United States Senator from Connecticut
- In office November 11, 1847 – March 3, 1851
- Preceded by: Jabez W. Huntington
- Succeeded by: Isaac Toucey

Member of the Connecticut House of Representatives
- In office 1837-1838

Personal details
- Born: January 4, 1793 New Haven, Connecticut
- Died: February 19, 1863 (aged 70) New Haven, Connecticut
- Party: Whig Republican
- Spouse: Emily Pitkin Perkins ​ ​(m. 1820)​
- Children: 9, incl. Simeon E. Baldwin
- Education: Yale College Litchfield Law School

= Roger Sherman Baldwin =

American politician (1793–1863)

Roger Sherman Baldwin (January 4, 1793 – February 19, 1863) was an American politician who served as the 32nd governor of Connecticut from 1844 to 1846 and a United States senator from 1847 to 1851. As a lawyer, his career was most notable for his participation in the 1841 Amistad case.

==Early life==
Baldwin was born in New Haven, Connecticut, the son of Simeon Baldwin and Rebecca Sherman.

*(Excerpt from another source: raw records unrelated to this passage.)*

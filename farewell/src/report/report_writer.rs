use super::{
    csv_tables::{write_policy_scenarios, write_welfare_outcomes},
    html::render_html,
    json::render_json,
    markdown::render_markdown,
    ReportError, ReportFormat,
};
use crate::{config::ReportConfig, model::AnalysisResults};
use itertools::Itertools;
use std::path::{Path, PathBuf};

/// writes analysis results into an output directory in each requested format
pub struct ReportWriter {
    pub output_directory: PathBuf,
    pub formats: Vec<ReportFormat>,
    pub overwrite: bool,
    pub title: String,
}

impl ReportWriter {
    pub fn new(output_directory: &Path, conf: &ReportConfig) -> ReportWriter {
        ReportWriter {
            output_directory: output_directory.to_path_buf(),
            formats: conf.formats.iter().copied().unique().collect_vec(),
            overwrite: conf.overwrite,
            title: conf.title.clone(),
        }
    }

    /// every file this writer will produce
    pub fn targets(&self) -> Vec<PathBuf> {
        self.formats
            .iter()
            .flat_map(|f| f.file_names().iter())
            .map(|name| self.output_directory.join(name))
            .collect_vec()
    }

    /// nothing is written when any target exists and overwriting is off
    pub fn write(&self, results: &AnalysisResults) -> Result<Vec<PathBuf>, ReportError> {
        create_dirs(&self.output_directory)?;
        if !self.overwrite {
            if let Some(existing) = self.targets().iter().find(|p| p.exists()) {
                return Err(ReportError::OutputExists(
                    existing.to_string_lossy().to_string(),
                ));
            }
        }
        let mut written = vec![];
        for format in self.formats.iter() {
            let dir = &self.output_directory;
            match format {
                ReportFormat::Markdown => {
                    let path = dir.join("report.md");
                    write_file(&path, &render_markdown(results, &self.title))?;
                    written.push(path);
                }
                ReportFormat::Json => {
                    let path = dir.join("results.json");
                    write_file(&path, &render_json(results)?)?;
                    written.push(path);
                }
                ReportFormat::Html => {
                    let path = dir.join("report.html");
                    write_file(&path, &render_html(results, &self.title))?;
                    written.push(path);
                }
                ReportFormat::Csv => {
                    let welfare = dir.join("welfare_outcomes.csv");
                    write_welfare_outcomes(results, &welfare)?;
                    let policy = dir.join("policy_scenarios.csv");
                    write_policy_scenarios(results, &policy)?;
                    written.extend([welfare, policy]);
                }
            }
        }
        for path in written.iter() {
            log::info!("wrote {}", path.to_string_lossy());
        }
        Ok(written)
    }
}

/// "mkdir -p" for the output directory
fn create_dirs(path: &Path) -> Result<(), ReportError> {
    if path.is_dir() {
        return Ok(());
    }
    std::fs::create_dir_all(path).map_err(|source| ReportError::CreateDirectory {
        path: path.to_string_lossy().to_string(),
        source,
    })
}

fn write_file(path: &Path, contents: &str) -> Result<(), ReportError> {
    std::fs::write(path, contents).map_err(|source| ReportError::Write {
        path: path.to_string_lossy().to_string(),
        source,
    })
}

#[cfg(test)]
mod tests {
    use super::*;
    use crate::{
        config::AnalysisConfiguration,
        model::run_analysis,
    };
    use farewell_core::{
        io::{sample_generator::generate_survey, LoadSummary},
        model::SurveyDataset,
    };

    fn results() -> AnalysisResults {
        let dataset = SurveyDataset::new(generate_survey(300, 42));
        let summary = LoadSummary {
            source: String::from("generated"),
            rows_read: 300,
            rows_kept: 300,
            ..Default::default()
        };
        run_analysis(&dataset, &summary, &AnalysisConfiguration::default()).expect("analysis")
    }

    fn temp_dir(name: &str) -> PathBuf {
        let dir = std::env::temp_dir().join(format!("farewell-{}-{name}", std::process::id()));
        let _ = std::fs::remove_dir_all(&dir);
        dir
    }

    fn conf(formats: Vec<ReportFormat>, overwrite: bool) -> ReportConfig {
        ReportConfig {
            formats,
            overwrite,
            ..Default::default()
        }
    }

    #[test]
    fn test_writes_every_format() {
        let dir = temp_dir("all-formats");
        let results = results();
        let formats = vec![
            ReportFormat::Markdown,
            ReportFormat::Json,
            ReportFormat::Html,
            ReportFormat::Csv,
        ];
        let written = ReportWriter::new(&dir, &conf(formats, false))
            .write(&results)
            .expect("reports written");
        assert_eq!(written.len(), 5);
        assert!(written.iter().all(|p| p.exists()));

        let markdown = std::fs::read_to_string(dir.join("report.md")).expect("markdown");
        for heading in [
            "## Executive Summary",
            "## Choice Models",
            "## Welfare Optimization",
            "## Multi-Criteria Decision Analysis",
            "## Policy Evaluation",
            "## Recommendations",
        ] {
            assert!(markdown.contains(heading), "missing {heading}");
        }
        assert!(markdown.contains("universal_subsidy"));
        assert!(markdown.contains("Max-W"));
        assert!(markdown.contains("Optimal fares by income group (BDT)"));

        let json = std::fs::read_to_string(dir.join("results.json")).expect("json");
        let value: serde_json::Value = serde_json::from_str(&json).expect("valid json");
        assert_eq!(value["metadata"]["observations"], 300);
        assert_eq!(value["policy"]["scenarios"].as_array().map(|a| a.len()), Some(5));

        let html = std::fs::read_to_string(dir.join("report.html")).expect("html");
        assert!(html.starts_with("<!DOCTYPE html>"));
        assert!(html.contains("<h2>Recommendations</h2>"));

        let mut reader = csv::Reader::from_path(dir.join("welfare_outcomes.csv")).expect("csv");
        assert_eq!(reader.records().count(), 18);
        let _ = std::fs::remove_dir_all(&dir);
    }

    #[test]
    fn test_refuses_to_overwrite() {
        let dir = temp_dir("overwrite");
        let results = results();
        let formats = vec![ReportFormat::Markdown];
        ReportWriter::new(&dir, &conf(formats.clone(), false))
            .write(&results)
            .expect("first write");
        let again = ReportWriter::new(&dir, &conf(formats.clone(), false)).write(&results);
        assert!(matches!(again, Err(ReportError::OutputExists(_))));
        let forced = ReportWriter::new(&dir, &conf(formats, true)).write(&results);
        assert!(forced.is_ok());
        let _ = std::fs::remove_dir_all(&dir);
    }
}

He was the maternal grandson of notable founding father Roger Sherman, the only person to sign all four great state papers of the U.S.: the Continental Association, the Declaration of Independence, the Articles of Confederation and the Constitution. Through his father he was descended from Robert Treat, Samuel Appleton and Simon Willard. Through his mother he was descended from Samuel Stone and William Blaxton. He attended Hopkins School, and entered Yale College at the age of fourteen, and graduated with high honors in 1811. At Yale, Baldwin was a member of the Linonian Society. After leaving Yale he studied law in his father's office in New Haven, and also in the Litchfield Law School, and was admitted to the bar in 1814. Although repeatedly called into public office, he devoted himself through life to the profession of his choice, attaining the highest distinction, especially in the discussion of questions of law. His defense in 1841, of the rights of the Africans of the Amistad, is particularly celebrated, both for his ability and for the importance of the case.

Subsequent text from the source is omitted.